Information supplied Start Marker

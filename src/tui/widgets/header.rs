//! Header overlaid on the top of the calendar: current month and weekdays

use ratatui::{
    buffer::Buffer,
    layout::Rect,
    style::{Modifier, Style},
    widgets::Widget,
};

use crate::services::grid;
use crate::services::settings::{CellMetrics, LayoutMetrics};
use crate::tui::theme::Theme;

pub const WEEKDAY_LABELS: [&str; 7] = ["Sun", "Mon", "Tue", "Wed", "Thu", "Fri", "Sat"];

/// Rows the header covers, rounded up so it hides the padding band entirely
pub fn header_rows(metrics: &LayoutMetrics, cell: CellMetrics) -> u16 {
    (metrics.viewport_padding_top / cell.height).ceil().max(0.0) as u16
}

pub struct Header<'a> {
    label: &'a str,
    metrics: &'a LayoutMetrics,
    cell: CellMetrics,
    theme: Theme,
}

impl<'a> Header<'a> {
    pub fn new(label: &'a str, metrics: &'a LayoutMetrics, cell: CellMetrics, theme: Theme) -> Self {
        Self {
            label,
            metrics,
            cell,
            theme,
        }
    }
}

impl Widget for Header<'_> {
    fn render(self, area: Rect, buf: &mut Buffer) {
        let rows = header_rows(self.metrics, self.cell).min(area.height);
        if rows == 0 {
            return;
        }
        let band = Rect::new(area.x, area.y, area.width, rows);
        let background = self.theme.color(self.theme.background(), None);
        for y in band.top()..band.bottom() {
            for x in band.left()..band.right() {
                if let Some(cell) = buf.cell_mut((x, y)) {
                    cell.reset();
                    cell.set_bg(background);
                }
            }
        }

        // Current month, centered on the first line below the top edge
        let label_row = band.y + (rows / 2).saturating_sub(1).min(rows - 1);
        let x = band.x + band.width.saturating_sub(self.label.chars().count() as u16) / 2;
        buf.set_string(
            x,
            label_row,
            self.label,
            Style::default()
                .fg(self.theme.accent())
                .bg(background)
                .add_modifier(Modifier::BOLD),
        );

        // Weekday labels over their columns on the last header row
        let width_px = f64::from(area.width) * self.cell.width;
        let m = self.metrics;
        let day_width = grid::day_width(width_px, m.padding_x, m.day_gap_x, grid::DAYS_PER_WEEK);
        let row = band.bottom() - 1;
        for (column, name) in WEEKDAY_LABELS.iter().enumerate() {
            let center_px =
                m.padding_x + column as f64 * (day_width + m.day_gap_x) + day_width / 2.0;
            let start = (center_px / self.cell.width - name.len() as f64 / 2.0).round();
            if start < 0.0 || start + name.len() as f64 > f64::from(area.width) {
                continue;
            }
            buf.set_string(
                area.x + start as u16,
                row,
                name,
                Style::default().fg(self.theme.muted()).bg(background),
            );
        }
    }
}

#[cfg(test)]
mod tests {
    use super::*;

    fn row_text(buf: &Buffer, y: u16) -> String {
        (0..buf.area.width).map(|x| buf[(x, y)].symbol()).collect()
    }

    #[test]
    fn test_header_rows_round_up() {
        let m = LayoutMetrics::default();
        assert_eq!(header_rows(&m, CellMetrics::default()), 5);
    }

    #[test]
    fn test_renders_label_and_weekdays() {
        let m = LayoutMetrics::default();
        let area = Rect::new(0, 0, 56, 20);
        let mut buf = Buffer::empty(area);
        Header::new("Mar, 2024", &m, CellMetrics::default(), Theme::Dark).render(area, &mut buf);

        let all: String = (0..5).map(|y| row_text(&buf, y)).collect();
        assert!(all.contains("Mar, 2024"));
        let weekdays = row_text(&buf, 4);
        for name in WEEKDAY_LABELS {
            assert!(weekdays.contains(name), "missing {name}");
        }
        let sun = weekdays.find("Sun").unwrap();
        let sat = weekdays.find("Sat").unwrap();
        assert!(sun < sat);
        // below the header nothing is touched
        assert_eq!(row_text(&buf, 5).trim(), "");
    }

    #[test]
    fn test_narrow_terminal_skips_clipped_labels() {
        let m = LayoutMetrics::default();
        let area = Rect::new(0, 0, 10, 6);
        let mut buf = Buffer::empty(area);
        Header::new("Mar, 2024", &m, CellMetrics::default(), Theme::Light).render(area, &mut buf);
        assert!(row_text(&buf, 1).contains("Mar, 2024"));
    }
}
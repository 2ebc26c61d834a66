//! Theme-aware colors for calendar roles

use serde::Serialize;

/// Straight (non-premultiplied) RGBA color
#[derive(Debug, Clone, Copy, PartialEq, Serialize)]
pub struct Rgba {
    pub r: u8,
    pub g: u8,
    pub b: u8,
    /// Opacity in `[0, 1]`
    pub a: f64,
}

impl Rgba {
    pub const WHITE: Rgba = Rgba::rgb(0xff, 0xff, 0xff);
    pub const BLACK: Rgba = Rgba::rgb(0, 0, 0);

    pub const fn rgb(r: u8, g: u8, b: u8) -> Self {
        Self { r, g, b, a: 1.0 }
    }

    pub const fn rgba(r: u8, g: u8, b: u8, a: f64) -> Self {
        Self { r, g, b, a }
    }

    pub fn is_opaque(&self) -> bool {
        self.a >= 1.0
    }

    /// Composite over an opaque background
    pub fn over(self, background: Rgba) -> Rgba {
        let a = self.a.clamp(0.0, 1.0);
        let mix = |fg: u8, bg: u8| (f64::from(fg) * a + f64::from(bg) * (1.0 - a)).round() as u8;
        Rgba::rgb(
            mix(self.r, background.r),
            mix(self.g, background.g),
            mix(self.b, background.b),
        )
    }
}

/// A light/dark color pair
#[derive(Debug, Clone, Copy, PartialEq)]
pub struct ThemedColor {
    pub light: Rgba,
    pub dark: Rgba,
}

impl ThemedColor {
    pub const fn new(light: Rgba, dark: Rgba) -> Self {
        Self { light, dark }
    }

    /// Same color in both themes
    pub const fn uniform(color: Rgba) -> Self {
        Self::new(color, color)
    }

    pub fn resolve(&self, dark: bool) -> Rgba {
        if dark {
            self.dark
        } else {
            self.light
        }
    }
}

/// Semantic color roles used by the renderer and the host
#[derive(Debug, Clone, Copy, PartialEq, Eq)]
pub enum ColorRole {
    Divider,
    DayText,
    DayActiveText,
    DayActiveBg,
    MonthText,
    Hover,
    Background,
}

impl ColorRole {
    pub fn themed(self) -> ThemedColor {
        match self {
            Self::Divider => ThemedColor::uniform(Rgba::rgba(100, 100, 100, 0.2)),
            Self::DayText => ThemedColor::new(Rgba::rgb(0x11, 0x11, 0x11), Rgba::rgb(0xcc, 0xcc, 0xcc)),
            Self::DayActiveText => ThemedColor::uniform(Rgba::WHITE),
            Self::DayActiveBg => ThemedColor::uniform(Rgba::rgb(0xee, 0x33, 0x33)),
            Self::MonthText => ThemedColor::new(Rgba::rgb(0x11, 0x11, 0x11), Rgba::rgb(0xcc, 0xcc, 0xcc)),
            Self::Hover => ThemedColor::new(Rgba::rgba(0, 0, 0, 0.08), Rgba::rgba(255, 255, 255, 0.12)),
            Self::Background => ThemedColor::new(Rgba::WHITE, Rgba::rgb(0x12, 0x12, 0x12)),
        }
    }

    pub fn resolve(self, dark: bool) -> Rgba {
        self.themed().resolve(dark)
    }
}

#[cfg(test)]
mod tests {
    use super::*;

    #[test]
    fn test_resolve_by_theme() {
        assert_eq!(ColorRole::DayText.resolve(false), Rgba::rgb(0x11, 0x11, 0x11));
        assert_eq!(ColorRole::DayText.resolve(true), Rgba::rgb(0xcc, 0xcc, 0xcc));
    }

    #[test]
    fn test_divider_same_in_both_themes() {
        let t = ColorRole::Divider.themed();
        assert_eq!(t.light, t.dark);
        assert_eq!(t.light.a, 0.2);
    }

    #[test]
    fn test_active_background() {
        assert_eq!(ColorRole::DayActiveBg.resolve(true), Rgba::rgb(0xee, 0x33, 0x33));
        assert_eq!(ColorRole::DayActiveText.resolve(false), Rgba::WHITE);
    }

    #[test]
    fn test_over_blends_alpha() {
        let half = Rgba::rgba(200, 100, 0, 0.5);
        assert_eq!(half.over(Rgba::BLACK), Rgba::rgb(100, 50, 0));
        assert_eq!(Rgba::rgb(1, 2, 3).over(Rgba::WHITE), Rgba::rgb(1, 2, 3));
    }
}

Information supplied End Marker

- **Task requirements**: From the listing, copy every line where the string "height" appears.

- **Answer to the exercise**:
    (metrics.viewport_padding_top / cell.height).ceil().max(0.0) as u16
        let rows = header_rows(self.metrics, self.cell).min(area.height);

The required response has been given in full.